> **Data supplied**:

mod common;

use std::path::Path;

use common::{png, Call, MemoryAssets, RecordingDevice};

use lineal::{Matrix, Vector};

use lumen::camera::Camera;
use lumen::gpu::{LayoutHandle, Program, ShaderStage};
use lumen::materials::{MapFlags, MapKind, MaterialResource};
use lumen::{DrawTarget, Error, Model, Topology};

const QUAD: &str = "\
# textured quad
mtllib quad.mtl
v 0 0 0
v 1 0 0
v 1 1 0
v 0 1 0
vt 0 0
vt 1 0
vt 1 1
vt 0 1
usemtl Painted
f 1/1 2/2 3/3
f 1/1 3/3 4/4
";

const PAINTED: &str = "\
newmtl Painted
Kd 0.8 0.2 0.2
map_Kd textures/paint.png
";

fn quad_assets() -> MemoryAssets {
    return MemoryAssets::new()
        .with("assets/quad.obj", QUAD)
        .with("assets/quad.mtl", PAINTED)
        .with("assets/textures/paint.png", png(2, 2));
}

#[test]
fn loads_a_textured_quad() {
    let mut gpu = RecordingDevice::new();
    let model = Model::load(&mut gpu, &quad_assets(), Path::new("assets/quad.obj")).unwrap();

    assert_eq!(model.vertex_count(), 6);
    assert_eq!(model.ranges().len(), 1);

    let range = &model.ranges()[0];
    assert_eq!((range.start, range.count), (0, 6));
    assert_eq!(range.topology, Topology::TriangleList);
    assert_eq!(range.material, Some(0));

    let uploads: Vec<_> = gpu
        .calls
        .iter()
        .filter_map(|call| match call {
            Call::UploadBuffer {
                len,
                slot,
                components,
                ..
            } => Some((*len, *slot, *components)),
            _ => None,
        })
        .collect();
    assert_eq!(uploads, vec![(18, 0, 3), (12, 2, 2)]);

    let positions = model.buffer(0).unwrap();
    assert_eq!(&gpu.buffers[&positions.id()][15..18], &[0., 1., 0.]);
    assert!(model.buffer(1).is_none());

    let material = model.material(range).unwrap();
    assert_eq!(material.diffuse(), [0.8, 0.2, 0.2]);
    assert_eq!(gpu.texture_uploads(), 1);

    model.release(&mut gpu);
    assert!(gpu.live.is_empty());
}

#[test]
fn loaded_models_start_at_the_identity_transform() {
    let mut gpu = RecordingDevice::new();
    let model = Model::load(&mut gpu, &quad_assets(), Path::new("assets/quad.obj")).unwrap();

    assert!(is_identity(&model.transform));
    model.release(&mut gpu);
}

#[test]
fn diffuse_only_material_sets_a_single_flag() {
    let mut gpu = RecordingDevice::new();
    let model = Model::load(&mut gpu, &quad_assets(), Path::new("assets/quad.obj")).unwrap();

    let material = &model.materials()[0];
    assert_eq!(material.flags(), MapFlags::DIFFUSE);
    assert_eq!(material.uniforms().map_flags, 2);
    assert!(material.map(MapKind::Diffuse).is_some());
    assert!(material.map(MapKind::Ambient).is_none());
    assert!(material.map(MapKind::Specular).is_none());
    assert!(material.map(MapKind::Bump).is_none());

    assert!(gpu.calls.contains(&Call::UploadTexture {
        id: material.map(MapKind::Diffuse).unwrap().id(),
        width: 2,
        height: 2,
    }));

    model.release(&mut gpu);
}

#[test]
fn layout_binds_only_uploaded_streams() {
    let text = "v 0 0 0\nv 1 0 0\nv 0 1 0\nvn 0 0 1\nf 1//1 2//1 3//1\n";
    let assets = MemoryAssets::new().with("tri.obj", text);

    let mut gpu = RecordingDevice::new();
    let model = Model::load(&mut gpu, &assets, Path::new("tri.obj")).unwrap();

    let position = model.buffer(0).unwrap().id();
    let normal = model.buffer(1).unwrap().id();
    assert!(model.buffer(2).is_none());

    let layout = gpu
        .calls
        .iter()
        .find_map(|call| match call {
            Call::CreateLayout { slots, .. } => Some(slots.clone()),
            _ => None,
        })
        .unwrap();
    assert_eq!(layout, vec![(0, position, 3), (1, normal, 3)]);

    model.release(&mut gpu);
    assert!(gpu.live.is_empty());
}

#[test]
fn groups_sharing_a_material_share_one_resource() {
    let text = "\
mtllib shared.mtl
v 0 0 0
vt 0 0
g Left
usemtl Painted
f 1/1 1/1 1/1
g Middle
usemtl Missing
f 1/1 1/1 1/1
g Right
usemtl Painted
f 1/1 1/1 1/1
";
    let assets = quad_assets()
        .with("assets/shared.obj", text)
        .with("assets/shared.mtl", PAINTED);

    let mut gpu = RecordingDevice::new();
    let model = Model::load(&mut gpu, &assets, Path::new("assets/shared.obj")).unwrap();

    let summary: Vec<_> = model
        .ranges()
        .iter()
        .map(|range| (range.name.as_str(), range.start, range.count, range.material))
        .collect();
    assert_eq!(
        summary,
        vec![
            ("Left", 0, 3, Some(0)),
            ("Middle", 3, 3, None),
            ("Right", 6, 3, Some(0)),
        ]
    );
    assert_eq!(model.materials().len(), 1);
    assert_eq!(gpu.texture_uploads(), 1);

    model.release(&mut gpu);
    assert!(gpu.live.is_empty());
}

#[test]
fn later_libraries_override_earlier_definitions() {
    let text = "mtllib a.mtl\nmtllib b.mtl\nv 0 0 0\nvt 0 0\nusemtl Paint\nf 1/1 1/1 1/1\n";
    let assets = MemoryAssets::new()
        .with("m.obj", text)
        .with("a.mtl", "newmtl Paint\nKd 1 0 0\n")
        .with("b.mtl", "newmtl Paint\nKd 0 0 1\n");

    let mut gpu = RecordingDevice::new();
    let model = Model::load(&mut gpu, &assets, Path::new("m.obj")).unwrap();

    assert_eq!(model.materials()[0].diffuse(), [0., 0., 1.]);
    model.release(&mut gpu);
}

#[test]
fn missing_texture_releases_everything_already_uploaded() {
    let assets = MemoryAssets::new()
        .with("assets/quad.obj", QUAD)
        .with("assets/quad.mtl", PAINTED);

    let mut gpu = RecordingDevice::new();
    let result = Model::load(&mut gpu, &assets, Path::new("assets/quad.obj"));

    match result {
        Err(Error::Io { path, .. }) => assert_eq!(path, Path::new("assets/textures/paint.png")),
        other => panic!("unexpected result: {:?}", other),
    }

    assert!(gpu
        .calls
        .iter()
        .any(|call| matches!(call, Call::UploadBuffer { .. })));
    assert!(gpu.live.is_empty());
}

#[test]
fn failed_texture_upload_releases_earlier_materials() {
    let text = "\
mtllib two.mtl
v 0 0 0
vt 0 0
g A
usemtl First
f 1/1 1/1 1/1
g B
usemtl Second
f 1/1 1/1 1/1
";
    let library = "\
newmtl First
map_Ka a.png
map_Kd a.png
newmtl Second
map_Kd b.png
";
    let assets = MemoryAssets::new()
        .with("two.obj", text)
        .with("two.mtl", library)
        .with("a.png", png(1, 1))
        .with("b.png", png(1, 1));

    let mut gpu = RecordingDevice::new();
    gpu.texture_budget = Some(2);

    let result = Model::load(&mut gpu, &assets, Path::new("two.obj"));
    assert!(matches!(result, Err(Error::Gpu(_))));
    assert_eq!(gpu.texture_uploads(), 2);
    assert!(gpu.live.is_empty());
}

#[test]
fn parse_errors_touch_no_gpu_state() {
    let assets = MemoryAssets::new().with("bad.obj", "v 0 0 0\nf 1 1 1\n");

    let mut gpu = RecordingDevice::new();
    let result = Model::load(&mut gpu, &assets, Path::new("bad.obj"));

    assert!(matches!(result, Err(Error::Malformed { line_number: 2, .. })));
    assert!(gpu.calls.is_empty());
}

#[derive(Default)]
struct Recorder {
    commands: Vec<String>,
}

fn is_identity(matrix: &Matrix<f32, 4, 4>) -> bool {
    return (0..4).all(|i| (0..4).all(|j| matrix[i][j] == if i == j { 1. } else { 0. }));
}

impl DrawTarget for Recorder {
    fn bind_transforms(
        &mut self,
        model: &Matrix<f32, 4, 4>,
        _view: &Matrix<f32, 4, 4>,
        _projection: &Matrix<f32, 4, 4>,
    ) {
        let kind = if is_identity(model) { "identity" } else { "moved" };
        self.commands.push(format!("transforms {}", kind));
    }

    fn bind_layout(&mut self, layout: &LayoutHandle) {
        self.commands.push(format!("layout {}", layout.id()));
    }

    fn bind_material(&mut self, material: &MaterialResource) {
        self.commands.push(format!("material {:?}", material.diffuse()));
    }

    fn draw(&mut self, _topology: Topology, start: u32, count: u32) {
        self.commands.push(format!("draw {} {}", start, count));
    }
}

#[test]
fn draw_walks_ranges_in_order() {
    let text = "\
mtllib colors.mtl
v 0 0 0
vn 0 0 1
g Red
usemtl Red
f 1//1 1//1 1//1
f 1//1 1//1 1//1
g Plain
f 1//1 1//1 1//1
g Blue
usemtl Blue
f 1//1 1//1 1//1
";
    let assets = MemoryAssets::new()
        .with("colors.obj", text)
        .with("colors.mtl", "newmtl Red\nKd 1 0 0\nnewmtl Blue\nKd 0 0 1\n");

    let mut gpu = RecordingDevice::new();
    let model = Model::load(&mut gpu, &assets, Path::new("colors.obj")).unwrap();

    let camera = Camera::new(
        Vector::new([0., 0., -5.]),
        Vector::new([0., 0., 1.]),
        45.0f32.to_radians(),
        4. / 3.,
        0.1,
        100.,
    );
    let mut recorder = Recorder::default();
    model.draw(&camera, &mut recorder);

    let layout = format!("layout {}", model.layout().id());
    assert_eq!(
        recorder.commands,
        vec![
            "transforms identity",
            layout.as_str(),
            "material [1.0, 0.0, 0.0]",
            "draw 0 6",
            "draw 6 3",
            "material [0.0, 0.0, 1.0]",
            "draw 9 3",
        ]
    );

    model.release(&mut gpu);
    assert!(gpu.live.is_empty());
}

#[test]
fn programs_are_compiled_from_stage_files() {
    let assets = MemoryAssets::new()
        .with("shaders/mesh.vert.spv", vec![0u8; 4])
        .with("shaders/mesh.frag.spv", vec![0u8; 4]);

    let mut gpu = RecordingDevice::new();
    let program = Program::load(
        &mut gpu,
        &assets,
        &[Path::new("shaders/mesh.vert.spv"), Path::new("shaders/mesh.frag.spv")],
    )
    .unwrap();

    assert!(gpu.calls.contains(&Call::CompileProgram {
        id: program.handle().id(),
        stages: 2,
    }));
    assert_eq!(
        ShaderStage::from_path(Path::new("shaders/mesh.frag.spv")),
        Some(ShaderStage::Fragment)
    );

    program.release(&mut gpu);
    assert!(gpu.live.is_empty());

    let result = Program::load(&mut gpu, &assets, &[Path::new("shaders/mesh.glsl")]);
    assert!(matches!(result, Err(Error::Compile { .. })));
}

> **Work task**:
Give only the count of lines in the data that include the string "camera".

> **Finished task**:
3